Both the outgoing and incoming interns were then asked by researchers about what they thought was the most important information conveyed during the hand-off about each patient. Surprisingly, what the outgoing intern identified as the most important information was not successfully communicated to the incoming intern 60 percent of the time. The rationale for certain medical decisions –- such as why a patient is on a particular drug or why the primary care physician should be contacted –- was also not understood by the receiving intern in a majority of cases.
But despite these miscommunications, interns on both sides of the hand-off consistently rated the quality of their communication as very high. Boaz Keysar, a professor of psychology at the University of Chicago and co- author of the paper, said that this disconnect between perceived and actual success of communication is common in other settings.
"You would imagine the kind of miscommunication we discover elsewhere actually might be reduced when the stakes are high in a clinical setting, because it matters so much," Keysar said. "But the opposite is true, which I think is counter-intuitive and important to know."
The results were even more striking given the optimal hand-off conditions for interns at Comer Children's Hospital. In each hand-off, a conversation takes place in a designated room under supervision by more experienced physicians. In previous research, Arora found that many hospitals and programs have much less organized hand-off procedures –- if they occur at all.
In illustrating the communication breakdowns that plague even best-case hand-off conditions, Arora and Keysar hope to inform medical centers and schools of the need for better education about hand-offs. The study found that "anticipatory guidance" –- offering to-do items or if-then advice –- was a more effective way of communicating information between interns than passing on knowledge items in bulk. Currently, Arora and colleagues are working on a simulation exercise for fourth-year medical students to train more effective hand-off communication skills.
Such training, they hope, will be more effective than relying upon computer programs and electronic medical records to facilitate hand-off communication. A verbal exchange of information remains important so that young doctors can make quick, informed decisions about patients, Arora said.

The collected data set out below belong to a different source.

pub mod config;
pub mod convert;
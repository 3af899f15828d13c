mod routes;
mod state;

use anyhow::Result;
use axum::{Router, extract::DefaultBodyLimit};
use ics2csv_core::Ics2CsvConfig;
use tower_http::cors::{Any, CorsLayer};
use tower_http::trace::TraceLayer;
use tracing_subscriber::{layer::SubscriberExt, util::SubscriberInitExt};

use crate::state::AppState;

#[tokio::main]
async fn main() -> Result<()> {
    tracing_subscriber::registry()
        .with(
            tracing_subscriber::EnvFilter::try_from_default_env()
                .unwrap_or_else(|_| "ics2csv_server=info,ics2csv_core=info,tower_http=info".into()),
        )
        .with(tracing_subscriber::fmt::layer())
        .init();

    let config = Ics2CsvConfig::load()?;
    let addr = config.server.addr.clone();
    let state = AppState::new(config)?;

    let listener = tokio::net::TcpListener::bind(&addr).await?;
    tracing::info!("ics2csv-server listening on http://{}", addr);

    axum::serve(listener, app(state)).await?;

    Ok(())
}

/// Build the router with all endpoints and middleware.
pub fn app(state: AppState) -> Router {
    let cors = CorsLayer::new()
        .allow_origin(Any)
        .allow_methods(Any)
        .allow_headers(Any);

    let body_limit = state.config().server.max_upload_bytes;

    Router::new()
        .merge(routes::convert::router())
        .merge(routes::health::router())
        .with_state(state)
        .layer(DefaultBodyLimit::max(body_limit))
        .layer(TraceLayer::new_for_http())
        .layer(cors)
}
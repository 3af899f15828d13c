//! Core pipeline for converting iCalendar data into CSV.
//!
//! The pipeline is shared by every delivery path (CLI, HTTP server):
//! - `ics` decodes raw text into `CalendarEvent` records (VEVENT only)
//! - `classify` derives all-day and validity flags
//! - `format`, `split` and `row` render each event into an `OutputRow`
//! - `serialize` joins header and rows into one text blob
//!
//! Output shape is selected with a `Variant`.

pub mod classify;
pub mod config;
pub mod convert;
pub mod error;
pub mod event;
pub mod format;
pub mod ics;
pub mod row;
pub mod serialize;
pub mod split;
pub mod upload;
pub mod variant;

pub use config::Ics2CsvConfig;
pub use convert::{Conversion, ConversionResult, Converter};
pub use error::{ConvertError, ConvertResult};
pub use event::{CalendarEvent, ClassifiedEvent, EventTime};
pub use upload::Upload;
pub use variant::Variant;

"IT solutions cannot substitute for a successful communication act," Arora said. "We aren't at the point where computers are going to do that for us. Technology solutions can help so that you have the information that you need when you need it, but to look at that information and be able to make a judgment about what to do, that is what the hand-off conversation is for."
But while researchers look for the best way to improve those conversations, Arora and Keysar hope that medical policymakers are aware of the risks inherent in the current hand-off model. As the Accreditation Council for General Medical Education ponders further restrictions upon the number of hours residents and interns can work, the consequences of those reduced hours must be acknowledged, they said.
"We tend to be very myopic in the way we think about this problem," Keysar said. "Reducing hours is good, but there's a cost that is not obvious at all, and this study really spells that cost out. It's very difficult for us to gauge how well we are understood, and this should be taken into account in the trade-off between number of work hours and fatigue."
The article, "Interns Overestimate the Effectiveness of Their Hand-off Communication," appears in the March 2010 issue of Pediatrics. Vivian Chang, MD, now at the University of California, Los Angeles, Shiri Lev-Ari, MA, of the University of Chicago Department of Psychology and Michael D'Arcy, BA, now at the University of California, Berkeley are also listed as authors.